Task brief:
The whole set of entries is to be restated word for word.

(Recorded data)

○ ○ ○ ○ ○ ○ ○

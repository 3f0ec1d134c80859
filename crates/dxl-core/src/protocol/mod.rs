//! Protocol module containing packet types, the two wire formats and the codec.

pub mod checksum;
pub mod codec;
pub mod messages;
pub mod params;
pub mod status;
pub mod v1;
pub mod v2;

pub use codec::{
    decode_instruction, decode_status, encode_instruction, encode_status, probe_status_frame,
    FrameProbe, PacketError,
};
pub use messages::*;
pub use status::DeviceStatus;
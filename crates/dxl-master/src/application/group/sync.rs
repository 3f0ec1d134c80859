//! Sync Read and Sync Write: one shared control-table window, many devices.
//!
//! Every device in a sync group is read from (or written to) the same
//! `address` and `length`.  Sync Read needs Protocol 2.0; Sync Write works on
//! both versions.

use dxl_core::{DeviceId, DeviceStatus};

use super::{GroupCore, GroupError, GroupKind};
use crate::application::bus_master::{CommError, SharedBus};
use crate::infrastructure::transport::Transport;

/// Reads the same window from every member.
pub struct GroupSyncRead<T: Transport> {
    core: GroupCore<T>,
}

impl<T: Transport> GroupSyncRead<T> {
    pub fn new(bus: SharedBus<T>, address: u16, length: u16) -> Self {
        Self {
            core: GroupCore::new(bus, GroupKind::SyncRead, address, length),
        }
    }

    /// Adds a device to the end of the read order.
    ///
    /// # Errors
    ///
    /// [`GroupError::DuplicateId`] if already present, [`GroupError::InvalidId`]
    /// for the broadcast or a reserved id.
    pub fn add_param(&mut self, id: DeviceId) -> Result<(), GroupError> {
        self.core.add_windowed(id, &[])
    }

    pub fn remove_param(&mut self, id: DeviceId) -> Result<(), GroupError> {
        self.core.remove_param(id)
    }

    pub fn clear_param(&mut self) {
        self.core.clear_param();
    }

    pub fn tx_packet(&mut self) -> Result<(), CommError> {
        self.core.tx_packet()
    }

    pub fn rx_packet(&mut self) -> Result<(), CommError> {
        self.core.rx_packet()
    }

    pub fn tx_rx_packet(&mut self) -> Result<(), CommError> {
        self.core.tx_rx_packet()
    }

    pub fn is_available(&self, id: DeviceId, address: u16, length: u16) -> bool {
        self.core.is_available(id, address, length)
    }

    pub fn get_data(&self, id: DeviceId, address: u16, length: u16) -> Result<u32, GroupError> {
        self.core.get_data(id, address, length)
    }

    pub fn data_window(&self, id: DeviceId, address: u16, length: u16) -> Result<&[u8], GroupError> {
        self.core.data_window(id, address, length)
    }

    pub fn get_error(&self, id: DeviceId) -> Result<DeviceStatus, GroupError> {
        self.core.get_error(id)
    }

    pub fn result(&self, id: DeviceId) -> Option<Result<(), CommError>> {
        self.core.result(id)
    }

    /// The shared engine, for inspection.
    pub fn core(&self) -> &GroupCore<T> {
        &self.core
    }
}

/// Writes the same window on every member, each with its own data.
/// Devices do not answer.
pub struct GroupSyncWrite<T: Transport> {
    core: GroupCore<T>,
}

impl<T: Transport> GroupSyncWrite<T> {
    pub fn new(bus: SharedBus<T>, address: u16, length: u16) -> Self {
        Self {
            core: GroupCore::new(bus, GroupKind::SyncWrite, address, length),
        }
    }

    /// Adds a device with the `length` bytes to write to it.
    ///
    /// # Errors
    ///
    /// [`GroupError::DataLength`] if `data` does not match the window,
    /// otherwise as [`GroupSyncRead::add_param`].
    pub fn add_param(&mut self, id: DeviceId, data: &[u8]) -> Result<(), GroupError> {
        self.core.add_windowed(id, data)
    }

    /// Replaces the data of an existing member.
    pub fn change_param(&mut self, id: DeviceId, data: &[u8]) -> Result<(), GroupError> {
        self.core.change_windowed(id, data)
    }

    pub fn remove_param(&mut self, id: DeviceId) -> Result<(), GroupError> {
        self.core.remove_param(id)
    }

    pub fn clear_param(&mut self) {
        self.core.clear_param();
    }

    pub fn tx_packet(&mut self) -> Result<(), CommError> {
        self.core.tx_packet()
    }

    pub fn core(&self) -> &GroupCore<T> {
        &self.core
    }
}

○ ○ ○ ○ ○ ○ ○

Completed task:
repository 3f0ec1d134c80859
filename crates/dxl-core/src/protocol/mod.rs
//! Protocol module containing packet types, the two wire formats and the codec.

pub mod checksum;
pub mod codec;
pub mod messages;
pub mod params;
pub mod status;
pub mod v1;
pub mod v2;

pub use codec::{
    decode_instruction, decode_status, encode_instruction, encode_status, probe_status_frame,
    FrameProbe, PacketError,
};
pub use messages::*;
pub use status::DeviceStatus;
filename crates/dxl-master/src/application/group/sync.rs
repository 3f0ec1d134c80859
//! Sync Read and Sync Write: one shared control-table window, many devices.
//!
//! Every device in a sync group is read from (or written to) the same
//! `address` and `length`.  Sync Read needs Protocol 2.0; Sync Write works on
//! both versions.

use dxl_core::{DeviceId, DeviceStatus};

use super::{GroupCore, GroupError, GroupKind};
use crate::application::bus_master::{CommError, SharedBus};
use crate::infrastructure::transport::Transport;

/// Reads the same window from every member.
pub struct GroupSyncRead<T: Transport> {
    core: GroupCore<T>,
}

impl<T: Transport> GroupSyncRead<T> {
    pub fn new(bus: SharedBus<T>, address: u16, length: u16) -> Self {
        Self {
            core: GroupCore::new(bus, GroupKind::SyncRead, address, length),
        }
    }

    /// Adds a device to the end of the read order.
    ///
    /// # Errors
    ///
    /// [`GroupError::DuplicateId`] if already present, [`GroupError::InvalidId`]
    /// for the broadcast or a reserved id.
    pub fn add_param(&mut self, id: DeviceId) -> Result<(), GroupError> {
        self.core.add_windowed(id, &[])
    }

    pub fn remove_param(&mut self, id: DeviceId) -> Result<(), GroupError> {
        self.core.remove_param(id)
    }

    pub fn clear_param(&mut self) {
        self.core.clear_param();
    }

    pub fn tx_packet(&mut self) -> Result<(), CommError> {
        self.core.tx_packet()
    }

    pub fn rx_packet(&mut self) -> Result<(), CommError> {
        self.core.rx_packet()
    }

    pub fn tx_rx_packet(&mut self) -> Result<(), CommError> {
        self.core.tx_rx_packet()
    }

    pub fn is_available(&self, id: DeviceId, address: u16, length: u16) -> bool {
        self.core.is_available(id, address, length)
    }

    pub fn get_data(&self, id: DeviceId, address: u16, length: u16) -> Result<u32, GroupError> {
        self.core.get_data(id, address, length)
    }

    pub fn data_window(&self, id: DeviceId, address: u16, length: u16) -> Result<&[u8], GroupError> {
        self.core.data_window(id, address, length)
    }

    pub fn get_error(&self, id: DeviceId) -> Result<DeviceStatus, GroupError> {
        self.core.get_error(id)
    }

    pub fn result(&self, id: DeviceId) -> Option<Result<(), CommError>> {
        self.core.result(id)
    }

    /// The shared engine, for inspection.
    pub fn core(&self) -> &GroupCore<T> {
        &self.core
    }
}

/// Writes the same window on every member, each with its own data.
/// Devices do not answer.
pub struct GroupSyncWrite<T: Transport> {
    core: GroupCore<T>,
}

impl<T: Transport> GroupSyncWrite<T> {
    pub fn new(bus: SharedBus<T>, address: u16, length: u16) -> Self {
        Self {
            core: GroupCore::new(bus, GroupKind::SyncWrite, address, length),
        }
    }

    /// Adds a device with the `length` bytes to write to it.
    ///
    /// # Errors
    ///
    /// [`GroupError::DataLength`] if `data` does not match the window,
    /// otherwise as [`GroupSyncRead::add_param`].
    pub fn add_param(&mut self, id: DeviceId, data: &[u8]) -> Result<(), GroupError> {
        self.core.add_windowed(id, data)
    }

    /// Replaces the data of an existing member.
    pub fn change_param(&mut self, id: DeviceId, data: &[u8]) -> Result<(), GroupError> {
        self.core.change_windowed(id, data)
    }

    pub fn remove_param(&mut self, id: DeviceId) -> Result<(), GroupError> {
        self.core.remove_param(id)
    }

    pub fn clear_param(&mut self) {
        self.core.clear_param();
    }

    pub fn tx_packet(&mut self) -> Result<(), CommError> {
        self.core.tx_packet()
    }

    pub fn core(&self) -> &GroupCore<T> {
        &self.core
    }
}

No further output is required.